Medicare panel backs $93K cancer drug Provenge

WASHINGTON (AP) — Medicare advisers on Wednesday supported the effectiveness of the prostate cancer drug Provenge, an innovative therapy that has prompted questions about the cost of medical care and the government's role in paying for it.

The vote by a 14-member panel of outside experts amounts to a recommendation that Medicare pay for Provenge, which costs $93,000 per patient and extends life an average of four months.

The Centers for Medicare and Medicaid Services will make a final decision on the drug in March, and a positive ruling would make the drug available to tens of thousands of seniors diagnosed with prostate cancer. Most analysts expect Medicare to pay for the drug, giving drugmaker Dendreon Corp. a blockbuster product worth up to $2 billion in sales per year.

The agency already pays for other innovative cancer drugs from companies such as Genentech and Eli Lilly that have similar price tags and survival benefits.

Medicare is legally prohibited from considering price when deciding whether to pay for a new treatment, and the agency's decision to review Provenge prompted outrage from some patient groups who said the drug should be paid for immediately.

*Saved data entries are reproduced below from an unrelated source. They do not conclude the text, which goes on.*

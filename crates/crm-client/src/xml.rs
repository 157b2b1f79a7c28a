//! Element-tree helpers shared by the WSDL and response parsers.
//!
//! All lookups compare by local name only: the server mixes namespace
//! prefixes freely (`b:`, `c:`, `d:`) and the prefixes carry no meaning for
//! the shapes we parse.

use xmltree::{Element, XMLNode};

/// Strip a namespace prefix from a qualified name (`b:OptionSetValue` ->
/// `OptionSetValue`).
pub fn strip_ns(name: &str) -> &str {
    match name.find(':') {
        None => name,
        Some(index) => &name[index + 1..],
    }
}

/// Iterator over the element children of a node.
pub fn child_elements(el: &Element) -> impl DoubleEndedIterator<Item = &Element> {
    el.children.iter().filter_map(XMLNode::as_element)
}

/// Depth-first iterator over all descendant elements, excluding `el` itself.
pub fn descendants(el: &Element) -> Descendants<'_> {
    Descendants {
        stack: child_elements(el).rev().collect(),
    }
}

pub struct Descendants<'a> {
    stack: Vec<&'a Element>,
}

impl<'a> Iterator for Descendants<'a> {
    type Item = &'a Element;

    fn next(&mut self) -> Option<Self::Item> {
        let next = self.stack.pop()?;
        self.stack.extend(child_elements(next).rev());
        Some(next)
    }
}

/// Find the first descendant (document order) with the given local name.
pub fn find_descendant<'a>(el: &'a Element, name: &str) -> Option<&'a Element> {
    descendants(el).find(|e| e.name == name)
}

/// Concatenated text content of an element, including nested elements.
pub fn text_of(el: &Element) -> String {
    let mut out = String::new();
    collect_text(el, &mut out);
    out
}

fn collect_text(el: &Element, out: &mut String) {
    for node in &el.children {
        match node {
            XMLNode::Text(t) | XMLNode::CData(t) => out.push_str(t),
            XMLNode::Element(e) => collect_text(e, out),
            _ => {}
        }
    }
}

/// Text content of the first descendant with the given local name.
pub fn descendant_text(el: &Element, name: &str) -> Option<String> {
    find_descendant(el, name).map(text_of)
}

/// Escape a string for use in XML text or attribute content.
pub fn escape(s: &str) -> String {
    let mut out = String::with_capacity(s.len());
    for c in s.chars() {
        match c {
            '&' => out.push_str("&amp;"),
            '<' => out.push_str("&lt;"),
            '>' => out.push_str("&gt;"),
            '"' => out.push_str("&quot;"),
            '\'' => out.push_str("&apos;"),
            _ => out.push(c),
        }
    }
    out
}

/// Serialize an element back to an XML string without a document declaration.
pub fn to_string(el: &Element) -> crate::Result<String> {
    let config = xmltree::EmitterConfig::new()
        .write_document_declaration(false)
        .perform_indent(false);
    let mut buf = Vec::new();
    el.write_with_config(&mut buf, config)
        .map_err(|e| crate::Error::new(crate::ErrorKind::Xml(e.to_string())))?;
    String::from_utf8(buf).map_err(|e| crate::Error::new(crate::ErrorKind::Xml(e.to_string())))
}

But experts say that as health care costs climb, both public and private insurance providers are being forced to demand better evidence for new drugs' benefits.

"CMS will never admit that cost is a part of the reason they opened up the national coverage decision, but I think it definitely is," said David Blaszczak, a Potomac Research Group analyst who previously worked for the agency. "If this product was only $200 we wouldn't be going through this process."

The Food and Drug Administration approved Provenge in April as the first cancer drug that uses the body's own immune system to fight the disease, offering an alternative to chemotherapy drugs that attack cancerous and healthy cells at the same time.

Most observers expected Medicare to pay for it immediately, as it does with most drugs. But Medicare officials said in June they would conduct their own review, triggering protests from patient groups.

"We believe that if the FDA approves a treatment option, that Medicare and insurance companies should provide unrestricted access," said Tom Kirk, president of US Too International, a prostate cancer advocacy group, in a petition to Medicare officials.

Medicare officials say cost has nothing to do with its review, and point out they have conducted similar reviews of four other cancer drugs in recent years.

Instead, the agency's review is aimed at clearing up bureaucratic confusion among Medicare carriers across the country, some of whom already pay for Provenge, while others do not, CMS spokesman Don McLeod said.

"When this happens, we frequently look at creating a national policy to clear up the conflict," McLeod said. "What we're doing is not unusual."

Dan Mendelson, president of Avalere Health consultants, says Medicare's review of Provenge is primarily a signal to drugmakers that the agency will not automatically pay for drugs just because they have been cleared by the FDA. Medicare officials want to see more data on how drugs work in the more than 47 million seniors covered by the program.

"It is an important and valid thing for the government to seek further evidence about how a medicine works in the Medicare population, but this is coming out at a very politically charged time," said Mendelson, who worked on health care issues in the Clinton administration.

Earlier this month, Republicans swept Democrats out of power in the House of Representatives and state capitals, in part by campaigning against President Obama's health care overhaul passed in March. The plan is designed to cover 30 million additional Americans while reducing health care costs in the long run. But Republicans have vowed to repeal the law, which they've called a "government takeover" that will ration care for patients.